На прошлой неделе открылся Первый московский международный книжный фестиваль: гвоздем программы стал приезд в Москву культового российского писателя и поэта, автора песни «Окурочек» и романов «Николай Николаевич» и «Кенгуру» Юза Алешковского. Свобода, мат и еда — вот три любимые темы Юза. Не обошлось без них и на этот раз
Об Алешковском и языке писали много, научно, пафосно. Не станем повторяться, заметим лишь, что поэт и прозаик Юз (Иосиф Ефимович) Алешковский значительно обогатил нашу речь. Помимо хрестоматийного «Товарищ Сталин, вы большой ученый», которого и так хватило бы на оправдание целой жизни, он сочинил столько пословиц, поговорок и переиначенных классических цитат, что цитировать их бессмысленно — не хватит журнала. И слава богу. Их нельзя цитировать в журнале, даже либеральном.
Но Алешковский еще и настоящий прозаик, единственный — не считая Войновича — продолжатель традиции сатирического романа в современной русской литературе. И человек большого ума, что признавали другие люди больших умов в диапазоне от Бродского до Макаревича. Как все такие люди, он не высокомерен. Чего ему самоутверждаться за счет окружающих? Он уже самоутвердился, в народ ушел, чего же боле?

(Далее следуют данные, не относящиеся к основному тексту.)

//! Model admin configuration and trait
//!
//! This module defines how models are displayed and managed in the admin.

use crate::actions::AdminAction;
use crate::annotations::Annotation;
use crate::display::ComputedColumn;
use crate::filters::FilterSpec;
use crate::inlines::InlineConfig;
use crate::model::ModelMeta;
use crate::user::AdminUser;
use async_trait::async_trait;
use std::sync::Arc;

/// Column showing the row's text representation
pub const STR_COLUMN: &str = "__str__";

/// Trait for configuring model administration
///
/// Implement this trait to customize how a model is listed and edited.
/// Every method except [`model`](Self::model) has a default.
#[async_trait]
pub trait ModelAdmin: Send + Sync {
	/// Model managed by this admin
	fn model(&self) -> &ModelMeta;

	/// Columns of the change list: field names, `related__field` paths
	/// through `list_select_related`, computed column names or `__str__`
	fn list_display(&self) -> Vec<&str> {
		vec![STR_COLUMN]
	}

	/// Columns linking to the change form (first column by default)
	fn list_display_links(&self) -> Vec<&str> {
		self.list_display().into_iter().take(1).collect()
	}

	/// Columns editable directly from the change list
	fn list_editable(&self) -> Vec<&str> {
		vec![]
	}

	fn list_filter(&self) -> Vec<FilterSpec> {
		vec![]
	}

	/// Searched fields; `__istartswith` or `__exact` suffixes change the match
	fn search_fields(&self) -> Vec<&str> {
		vec![]
	}

	/// Ordering for list view (prefix with "-" for descending)
	fn ordering(&self) -> Vec<&str> {
		vec![]
	}

	/// Number of items per page (None = use site default)
	fn list_per_page(&self) -> Option<usize> {
		None
	}

	/// Relations joined into the change list query
	fn list_select_related(&self) -> Vec<&str> {
		vec![]
	}

	/// Relations selected through the autocomplete endpoint
	fn autocomplete_fields(&self) -> Vec<&str> {
		vec![]
	}

	/// Fields filled from other fields when left empty (`slug` from `title`)
	fn prepopulated_fields(&self) -> Vec<(&str, Vec<&str>)> {
		vec![]
	}

	fn readonly_fields(&self) -> Vec<&str> {
		vec![]
	}

	/// Fields shown in forms (None = all editable fields)
	fn fields(&self) -> Option<Vec<&str>> {
		None
	}

	/// Custom actions; `delete_selected` is always available in addition
	fn actions(&self) -> Vec<Arc<dyn AdminAction>> {
		vec![]
	}

	fn inlines(&self) -> Vec<InlineConfig> {
		vec![]
	}

	/// Aggregates added to the change list query
	fn annotations(&self) -> Vec<Annotation> {
		vec![]
	}

	fn computed_columns(&self) -> Vec<ComputedColumn> {
		vec![]
	}

	/// Check if user has permission to view this model
	async fn has_view_permission(&self, user: &AdminUser) -> bool {
		user.can_access_admin()
	}

	async fn has_add_permission(&self, user: &AdminUser) -> bool {
		user.can_access_admin()
	}

	async fn has_change_permission(&self, user: &AdminUser) -> bool {
		user.can_access_admin()
	}

	async fn has_delete_permission(&self, user: &AdminUser) -> bool {
		user.can_access_admin()
	}
}

/// Configuration-based model admin implementation
///
/// Provides a simple way to configure model admin without implementing the trait.
///
/// # Examples
///
/// ```
/// use std::sync::Arc;
/// use storepify_admin::{FieldDef, ModelAdmin, ModelAdminConfig, ModelMeta};
///
/// let meta = ModelMeta::new("store", "order").field(FieldDef::auto_id());
/// let admin = ModelAdminConfig::new(Arc::new(meta))
/// 	.with_list_display(&["id", "placed_at"])
/// 	.with_list_per_page(10);
///
/// assert_eq!(admin.list_display(), vec!["id", "placed_at"]);
/// assert_eq!(admin.list_per_page(), Some(10));
/// ```
#[derive(Clone)]
pub struct ModelAdminConfig {
	model: Arc<ModelMeta>,
	list_display: Vec<String>,
	list_display_links: Option<Vec<String>>,
	list_editable: Vec<String>,
	list_filter: Vec<FilterSpec>,
	search_fields: Vec<String>,
	ordering: Vec<String>,
	list_per_page: Option<usize>,
	list_select_related: Vec<String>,
	autocomplete_fields: Vec<String>,
	prepopulated_fields: Vec<(String, Vec<String>)>,
	readonly_fields: Vec<String>,
	fields: Option<Vec<String>>,
	actions: Vec<Arc<dyn AdminAction>>,
	inlines: Vec<InlineConfig>,
	annotations: Vec<Annotation>,
	computed_columns: Vec<ComputedColumn>,
}

fn owned(fields: &[&str]) -> Vec<String> {
	fields.iter().map(|f| f.to_string()).collect()
}

fn borrowed(fields: &[String]) -> Vec<&str> {
	fields.iter().map(String::as_str).collect()
}

impl ModelAdminConfig {
	pub fn new(model: Arc<ModelMeta>) -> Self {
		Self {
			model,
			list_display: vec![STR_COLUMN.into()],
			list_display_links: None,
			list_editable: vec![],
			list_filter: vec![],
			search_fields: vec![],
			ordering: vec![],
			list_per_page: None,
			list_select_related: vec![],
			autocomplete_fields: vec![],
			prepopulated_fields: vec![],
			readonly_fields: vec![],
			fields: None,
			actions: vec![],
			inlines: vec![],
			annotations: vec![],
			computed_columns: vec![],
		}
	}

	pub fn with_list_display(mut self, fields: &[&str]) -> Self {
		self.list_display = owned(fields);
		self
	}

	pub fn with_list_display_links(mut self, fields: &[&str]) -> Self {
		self.list_display_links = Some(owned(fields));
		self
	}

	pub fn with_list_editable(mut self, fields: &[&str]) -> Self {
		self.list_editable = owned(fields);
		self
	}

	pub fn with_list_filter(mut self, filters: Vec<FilterSpec>) -> Self {
		self.list_filter = filters;
		self
	}

	pub fn with_search_fields(mut self, fields: &[&str]) -> Self {
		self.search_fields = owned(fields);
		self
	}

	pub fn with_ordering(mut self, fields: &[&str]) -> Self {
		self.ordering = owned(fields);
		self
	}

	pub fn with_list_per_page(mut self, per_page: usize) -> Self {
		self.list_per_page = Some(per_page);
		self
	}

	pub fn with_list_select_related(mut self, fields: &[&str]) -> Self {
		self.list_select_related = owned(fields);
		self
	}

	pub fn with_autocomplete_fields(mut self, fields: &[&str]) -> Self {
		self.autocomplete_fields = owned(fields);
		self
	}

	pub fn with_prepopulated_field(mut self, target: &str, sources: &[&str]) -> Self {
		self.prepopulated_fields.push((target.to_string(), owned(sources)));
		self
	}

	pub fn with_readonly_fields(mut self, fields: &[&str]) -> Self {
		self.readonly_fields = owned(fields);
		self
	}

	pub fn with_fields(mut self, fields: &[&str]) -> Self {
		self.fields = Some(owned(fields));
		self
	}

	pub fn with_action(mut self, action: Arc<dyn AdminAction>) -> Self {
		self.actions.push(action);
		self
	}

	pub fn with_inline(mut self, inline: InlineConfig) -> Self {
		self.inlines.push(inline);
		self
	}

	pub fn with_annotation(mut self, annotation: Annotation) -> Self {
		self.annotations.push(annotation);
		self
	}

	pub fn with_computed_column(mut self, column: ComputedColumn) -> Self {
		self.computed_columns.push(column);
		self
	}
}

#[async_trait]
impl ModelAdmin for ModelAdminConfig {
	fn model(&self) -> &ModelMeta {
		&self.model
	}

	fn list_display(&self) -> Vec<&str> {
		borrowed(&self.list_display)
	}

	fn list_display_links(&self) -> Vec<&str> {
		match &self.list_display_links {
			Some(links) => borrowed(links),
			None => self.list_display().into_iter().take(1).collect(),
		}
	}

	fn list_editable(&self) -> Vec<&str> {
		borrowed(&self.list_editable)
	}

	fn list_filter(&self) -> Vec<FilterSpec> {
		self.list_filter.clone()
	}

	fn search_fields(&self) -> Vec<&str> {
		borrowed(&self.search_fields)
	}

	fn ordering(&self) -> Vec<&str> {
		borrowed(&self.ordering)
	}

	fn list_per_page(&self) -> Option<usize> {
		self.list_per_page
	}

	fn list_select_related(&self) -> Vec<&str> {
		borrowed(&self.list_select_related)
	}

	fn autocomplete_fields(&self) -> Vec<&str> {
		borrowed(&self.autocomplete_fields)
	}

	fn prepopulated_fields(&self) -> Vec<(&str, Vec<&str>)> {
		self.prepopulated_fields
			.iter()
			.map(|(target, sources)| (target.as_str(), borrowed(sources)))
			.collect()
	}

	fn readonly_fields(&self) -> Vec<&str> {
		borrowed(&self.readonly_fields)
	}

	fn fields(&self) -> Option<Vec<&str>> {
		self.fields.as_deref().map(borrowed)
	}

	fn actions(&self) -> Vec<Arc<dyn AdminAction>> {
		self.actions.clone()
	}

	fn inlines(&self) -> Vec<InlineConfig> {
		self.inlines.clone()
	}

	fn annotations(&self) -> Vec<Annotation> {
		self.annotations.clone()
	}

	fn computed_columns(&self) -> Vec<ComputedColumn> {
		self.computed_columns.clone()
	}
}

— Мы будем разговаривать или трепаться?
— Трепаться, конечно.
— О'кей, поехали.
— Синявский говорил, что идеальный писательский характер во многих отношениях близок к воровскому, блатному. Вы варились в обеих этих средах — это так?
— Андрей Синявский был очень умен, остер и парадоксален. Я любил с ним разговаривать и уважал его по-человечески, но многие его парадоксы хотел бы редуцировать, что ли. Этот — тоже. Не думаю, что у писателя может быть много общего с блатным, потому что в блатном характере есть много чего, в том числе ужасного. Но одно их роднит обязательно, отсюда взаимное уважение и как минимум интерес. Это — авантюризм. Хороший писатель должен быть авантюристом, иметь, так сказать, душок.
— Вас называют — и не без оснований — знатоком языка и даже его «чувствилищем». Что тут без вас делается с нашим языком?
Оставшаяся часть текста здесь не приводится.